Análisis filosófico del concepto felicidad
La psicología tiene su base en la filosofía. Por ello, han sido los diferentes pensadores los que han reflexionado en profundidad sobre el valor de una vida feliz. Es decir, sobre la importancia de tener una vida lograda y plena. En este sentido, hoy día, se habla mucho sobre la risoterapia como una medicina para alimentar el bienestar de una forma natural. Pues bien, en este sentido, conviene recordar que Epicuro, fundador de la escuela hedonista aseguró que el tiempo que las personas están riendo, es un tiempo que comparten con los dioses. Es decir, la risa nos eleva por encima de nuestra propia naturaleza.

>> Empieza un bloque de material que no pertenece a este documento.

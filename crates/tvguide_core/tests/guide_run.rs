use std::fs;
use tvguide_core::io::generate::generate_guide_file;
use tvguide_core::{
    load_report, publish_report, run_guide, GuideError, ParseError, Record, Selection, SortMode,
    Weekday,
};
use uuid::Uuid;

const GUIDE: &str = "\
Play School
Monday 9:30
Morning News
monday 6:00
Doctor Who
Saturday 19:05
antiques roadshow
MONDAY 20:15
";

#[test]
fn run_writes_sorted_monday_report() {
    let dir = tempfile::tempdir().unwrap();
    let input = dir.path().join("guide.txt");
    let output = dir.path().join("report.txt");
    fs::write(&input, GUIDE).unwrap();

    let report = run_guide(
        &input,
        &output,
        Selection::new(Weekday::Monday, SortMode::Time),
    )
    .unwrap();

    assert_eq!(report.len(), 3);
    let written = fs::read_to_string(&output).unwrap();
    assert_eq!(
        written,
        " 6:00 - Morning News\n 9:30 - Play School\n20:15 - antiques roadshow\n"
    );
}

#[test]
fn run_by_name_and_empty_day() {
    let dir = tempfile::tempdir().unwrap();
    let input = dir.path().join("guide.txt");
    fs::write(&input, GUIDE).unwrap();

    let by_name = load_report(&input, Selection::new(Weekday::Monday, SortMode::Name)).unwrap();
    let titles: Vec<&str> = by_name.visible().iter().map(Record::title).collect();
    assert_eq!(titles, vec!["antiques roadshow", "Morning News", "Play School"]);

    let output = dir.path().join("empty.txt");
    let empty = run_guide(
        &input,
        &output,
        Selection::new(Weekday::Wednesday, SortMode::Time),
    )
    .unwrap();
    assert!(empty.is_empty());
    assert_eq!(fs::read_to_string(&output).unwrap(), "");
}

#[test]
fn invalid_guide_fails_without_writing_output() {
    let dir = tempfile::tempdir().unwrap();
    let input = dir.path().join("guide.txt");
    let output = dir.path().join("report.txt");
    fs::write(&input, "News\nmonday 6:00\nBroken\nfunday 7:00\n").unwrap();

    let err = run_guide(
        &input,
        &output,
        Selection::new(Weekday::Monday, SortMode::Time),
    )
    .unwrap_err();
    assert!(matches!(
        err,
        GuideError::Parse(ParseError::UnknownDay { line: 4, .. })
    ));
    assert!(!output.exists());
}

#[test]
fn missing_input_is_an_io_parse_error() {
    let dir = tempfile::tempdir().unwrap();
    let err = load_report(
        dir.path().join("absent.txt"),
        Selection::new(Weekday::Friday, SortMode::Time),
    )
    .unwrap_err();
    assert!(matches!(err, GuideError::Parse(ParseError::Io(_))));
}

#[test]
fn generated_guide_feeds_a_full_run() {
    let dir = tempfile::tempdir().unwrap();
    let input = dir.path().join("generated.txt");
    generate_guide_file(&input, 200, Some(99)).unwrap();

    let mut total = 0;
    for day in Weekday::ALL {
        let report = load_report(&input, Selection::new(day, SortMode::Time)).unwrap();
        assert_eq!(report.drained(), 200);
        assert!(report.visible().iter().all(|record| record.day() == day));
        total += report.len();
    }
    assert_eq!(total, 200);
}

#[test]
fn record_serialization_uses_lowercase_day() {
    let id = Uuid::parse_str("11111111-2222-4333-8444-555555555555").unwrap();
    let record = Record::with_id(id, "Four Corners", Weekday::Monday, 20, 30).unwrap();

    let json = serde_json::to_value(&record).unwrap();
    assert_eq!(json["id"], id.to_string());
    assert_eq!(json["title"], "Four Corners");
    assert_eq!(json["day"], "monday");
    assert_eq!(json["hour"], 20);
    assert_eq!(json["minute"], 30);

    let decoded: Record = serde_json::from_value(json).unwrap();
    assert_eq!(decoded, record);
}

#[test]
fn deserialize_rejects_invalid_time() {
    let value = serde_json::json!({
        "id": "11111111-2222-4333-8444-555555555555",
        "title": "Late",
        "day": "friday",
        "hour": 25,
        "minute": 0
    });

    let err = serde_json::from_value::<Record>(value).unwrap_err();
    assert!(
        err.to_string().contains("hour 25 is outside 0-23"),
        "unexpected error: {err}"
    );
}

#[test]
fn publish_prints_before_writing_the_file() {
    let dir = tempfile::tempdir().unwrap();
    let input = dir.path().join("guide.txt");
    fs::write(&input, GUIDE).unwrap();
    let report = load_report(&input, Selection::new(Weekday::Saturday, SortMode::Time)).unwrap();

    let unwritable = dir.path().join("missing").join("report.txt");
    let mut screen = Vec::new();
    let mut diagnostics = Vec::new();
    let err = publish_report(&report, &unwritable, &mut screen, &mut diagnostics).unwrap_err();

    assert!(matches!(err, GuideError::Output(_)));
    assert_eq!(String::from_utf8(screen).unwrap(), "\n19:05 - Doctor Who\n");
    assert!(diagnostics.is_empty());

    let output = dir.path().join("report.txt");
    let mut screen = Vec::new();
    publish_report(&report, &output, &mut screen, &mut diagnostics).unwrap();
    assert_eq!(fs::read_to_string(&output).unwrap(), "19:05 - Doctor Who\n");
}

Sin embargo, el concepto de felicidad desde una perspectiva histórica ha estado mucho más conectado con la sabiduría. Es decir, el conocimiento aporta al ser humano un horizonte de libertad, por otra parte, también puede poner en práctica la capacidad de superación personal. Platón afirmaba que no hay nada mejor repartido que la felicidad en tanto que cualquier ser humano, puede acceder a ella. Es decir, la felicidad no es un bien que dependa del dinero o de la economía, sino un tesoro que se cultiva a través del trabajo interior.

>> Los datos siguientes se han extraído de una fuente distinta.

//! TV guide command line entry point.
//!
//! # Responsibility
//! - Parse arguments and start logging.
//! - Collect any selection not given on the command line interactively.
//! - Print the report and write it to the output file.

use anyhow::{Context, Result};
use clap::{Parser, Subcommand};
use std::io;
use std::path::PathBuf;
use std::process::ExitCode;
use tvguide_core::io::generate::generate_guide_file;
use tvguide_core::io::prompt::parse_sort_answer;
use tvguide_core::{
    default_log_dir, default_log_level, init_logging, load_report, publish_report, Console,
    SortMode, Weekday,
};

#[derive(Parser)]
#[command(name = "tvguide", version, about = "Sorted, day-filtered TV guide reports")]
struct Cli {
    #[command(subcommand)]
    command: Commands,

    /// Log level (trace, debug, info, warn, error)
    #[arg(long, global = true, env = "TVGUIDE_LOG_LEVEL")]
    log_level: Option<String>,

    /// Absolute directory for rotating log files
    #[arg(long, global = true, env = "TVGUIDE_LOG_DIR")]
    log_dir: Option<PathBuf>,
}

#[derive(Subcommand)]
enum Commands {
    /// Read a guide file and report one day's shows
    Run {
        /// Guide file to read
        input: PathBuf,

        /// File to write the report to
        output: PathBuf,

        /// Day to report; prompted for when omitted
        #[arg(short, long, value_parser = parse_day)]
        day: Option<Weekday>,

        /// Sort order, `time` or `name`; prompted for when omitted
        #[arg(short, long, value_parser = parse_sort)]
        sort: Option<SortMode>,
    },

    /// Write a random guide file for testing
    Generate {
        /// Number of entries to generate
        count: usize,

        /// File to write
        output: PathBuf,

        /// Seed for reproducible output
        #[arg(long)]
        seed: Option<u64>,
    },
}

fn main() -> ExitCode {
    let cli = Cli::parse();

    if let Err(err) = start_logging(&cli) {
        eprintln!("Warning: logging disabled: {err:#}");
    }

    match execute(cli.command) {
        Ok(()) => ExitCode::SUCCESS,
        Err(err) => {
            log::error!("event=cli_exit module=cli status=error error={err:#}");
            eprintln!("Error: {err:#}");
            ExitCode::FAILURE
        }
    }
}

fn start_logging(cli: &Cli) -> Result<()> {
    let level = cli.log_level.as_deref().unwrap_or(default_log_level());
    let dir = cli.log_dir.clone().unwrap_or_else(default_log_dir);
    init_logging(level, &dir).context("failed to initialize logging")?;
    Ok(())
}

fn execute(command: Commands) -> Result<()> {
    match command {
        Commands::Run {
            input,
            output,
            day,
            sort,
        } => {
            let mut console = Console::new(io::stdin().lock(), io::stdout(), io::stderr());
            let selection = console
                .complete_selection(day, sort)
                .context("failed to read selection")?;

            let report = load_report(&input, selection)
                .with_context(|| format!("failed to build report from `{}`", input.display()))?;
            publish_report(
                &report,
                &output,
                &mut console.output,
                &mut console.diagnostics,
            )
            .with_context(|| format!("failed to publish report to `{}`", output.display()))?;
        }
        Commands::Generate {
            count,
            output,
            seed,
        } => {
            generate_guide_file(&output, count, seed)
                .with_context(|| format!("failed to write `{}`", output.display()))?;
            println!("Wrote {count} entries to {}", output.display());
        }
    }
    Ok(())
}

fn parse_day(value: &str) -> Result<Weekday, String> {
    Weekday::parse(value).ok_or_else(|| format!("`{value}` is not a day of the week"))
}

fn parse_sort(value: &str) -> Result<SortMode, String> {
    parse_sort_answer(value).ok_or_else(|| format!("`{value}` is not `time` or `name`"))
}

Desde una perspectiva filosófica, el ser humano tiende por naturaleza a la felicidad, es decir, este punto nos iguala a todos. Del mismo modo, dentro de la consecución de la alegría, como explica Tomás de Aquino, está la huida de la tristeza. Es decir, cualquier persona evita de una forma lógica y natural cualquier posible dolor. Ya que en esencia, es difícil sentir felicidad en una situación de amargura.

Buscar la felicidad, también implica encontrar el valor de lo esencial en la vida, y dejar de lado, cualquier objetivo que es secundario y artificial. Por ello, no es adecuado poner el bienestar en el punto equivocado, por ejemplo, en el placer, el confort o el dinero.